Vou ler os poemas de minha ode em resposta aos poemas da ode hilstiana, que serão apresentados pelas queridas Brunna Amicio e Fernanda de Paula. Além disso, poemas e texto de Hilda e outros inspirados em sua obra. Vai ser lindo!!!

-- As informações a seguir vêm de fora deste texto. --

// inspect.rs — `aspect inspect`: evaluate ad-hoc statements over live inventory.
//
// 1. Find the provider that owns the resource kind
// 2. Compile the `&&`-joined statements into a one-off policy
// 3. Discover the kind in each requested region
// 4. Print every resource that passes, with its properties

use std::process::ExitCode;

use aspect_policy::{CompilationUnit, PolicyCompiler, Resource};
use tokio_util::sync::CancellationToken;

use super::describe::print_properties;
use super::Context;

pub fn execute(
    context: &Context,
    kind: &str,
    regions: &[String],
    statements: &str,
) -> anyhow::Result<ExitCode> {
    let Some(provider) = context.providers.provider_for_kind(kind) else {
        let catalog = context.providers.catalog();
        anyhow::bail!(
            "unknown resource type '{}'; known types: {}",
            kind,
            catalog.kinds().collect::<Vec<_>>().join(", ")
        );
    };
    let Some(descriptor) = provider.catalog().get(kind) else {
        anyhow::bail!("provider {} does not declare '{}'", provider.name(), kind);
    };

    let regions = if regions.is_empty() {
        provider.default_regions()
    } else {
        regions.to_vec()
    };
    if let Some(bad) = regions.iter().find(|r| !provider.is_valid_region(r)) {
        anyhow::bail!("'{}' is not a valid {} region", bad, provider.name());
    }

    let unit = CompilationUnit::from_statements(&descriptor.kind, statements);
    let compilation = PolicyCompiler::new().compile(unit, descriptor);
    for line in compilation.render_diagnostics() {
        eprintln!("{}", line);
    }
    let Some(policy) = compilation.into_policy() else {
        eprintln!();
        print_properties(descriptor);
        return Ok(ExitCode::from(1));
    };

    let cancel = CancellationToken::new();
    let progress = |message: &str| tracing::info!("{}", message);
    let mut resources: Vec<Box<dyn Resource>> = Vec::new();
    let runtime = context.runtime()?;
    for region in &regions {
        let found = runtime.block_on(provider.discover(region, &descriptor.kind, &progress, &cancel))?;
        resources.extend(found);
    }

    let passed: Vec<&dyn Resource> = resources
        .iter()
        .map(|r| r.as_ref())
        .filter(|r| policy.evaluate(*r).is_passed())
        .collect();

    if passed.is_empty() {
        println!(
            "No resources matched your specified input ({} {} resource(s) loaded).",
            resources.len(),
            descriptor.kind
        );
        return Ok(ExitCode::SUCCESS);
    }

    let properties = descriptor.sorted_properties();
    for resource in &passed {
        println!("{} {}", resource.kind(), resource.id());
        for property in &properties {
            println!(
                "  {:<20} {}",
                property.name,
                descriptor.format_value(*resource, &property.name)
            );
        }
    }
    println!();
    println!("{} of {} resource(s) matched.", passed.len(), resources.len());
    Ok(ExitCode::SUCCESS)
}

Os dois primeiros poemas da ode hilstiana e da minha ode:

I

É bom que seja assim, Dionísio, que não venhas.
Voz e vento apenas
Das coisas do lá fora

E sozinha supor
Que se estivesses dentro

Essa voz importante e esse vento
Das ramagens de fora

Eu jamais ouviria. Atento
Meu ouvido escutaria
O sumo do teu canto. Que não venhas, Dionísio.
Porque é melhor sonhar tua rudeza
E sorver reconquista a cada noite
Pensando: amanhã sim, virá.
E o tempo de amanhã será riqueza:
A cada noite, eu Ariana, preparando
Aroma e corpo. E o verso a cada noite
Se fazendo de tua sábia ausência.

(Hilda Hilst)

I

“Apenas tu, Dionísio, é que recusas
Ariana suspensa nas tuas águas.”
(Hilda Hilst)

No tempo do mito, recusei
teus fluxos,
teus jorros.
No tempo em que me julgava um deus

e desconhecia
a minha própria divindade mortal.
E habitava a Terra

jogado no vento
que me espargia e fragmentava

no oco das coisas sozinhas.

Atado à vida, Dionísio é,
com cantos e sem tempos,
dos encantos de Ariana.

(Teofilo Tostes Daniel)

II

Porque tu sabes que é de poesia
Minha vida secreta. Tu sabes, Dionísio,
Que a teu lado te amando,
Antes de ser mulher sou inteira poeta.
E que o teu corpo existe porque o meu
Sempre existiu cantando. Meu corpo, Dionísio,
É que move o grande corpo teu

Ainda que tu me vejas extrema e suplicante
Quando amanhece e me dizes adeus.

(Hilda Hilst)

II

Tu conheces, Ariana, meu avesso,
meus silêncios,
meus outros.
Até mesmo a face
de Apolo

em mim, Dionísio, tu a conheces.

Sabes do fundo de ordem
no meu caos,
da seriedade dos meus dias de féria,
do meu mau humor sonolento tarde da noite
e da preguiça de minhas manhãs.
Sabes ainda que até quando durmo

te amo
e busco teu corpo como
um satélite.
E que mesmo antes dessa dádiva

já me habitava a tua poesia.

(Teofilo Tostes Daniel)

O sarau vai acontecer na Casa das Rosas, a partir das 19h de sábado (20/1). Estão todos convidados!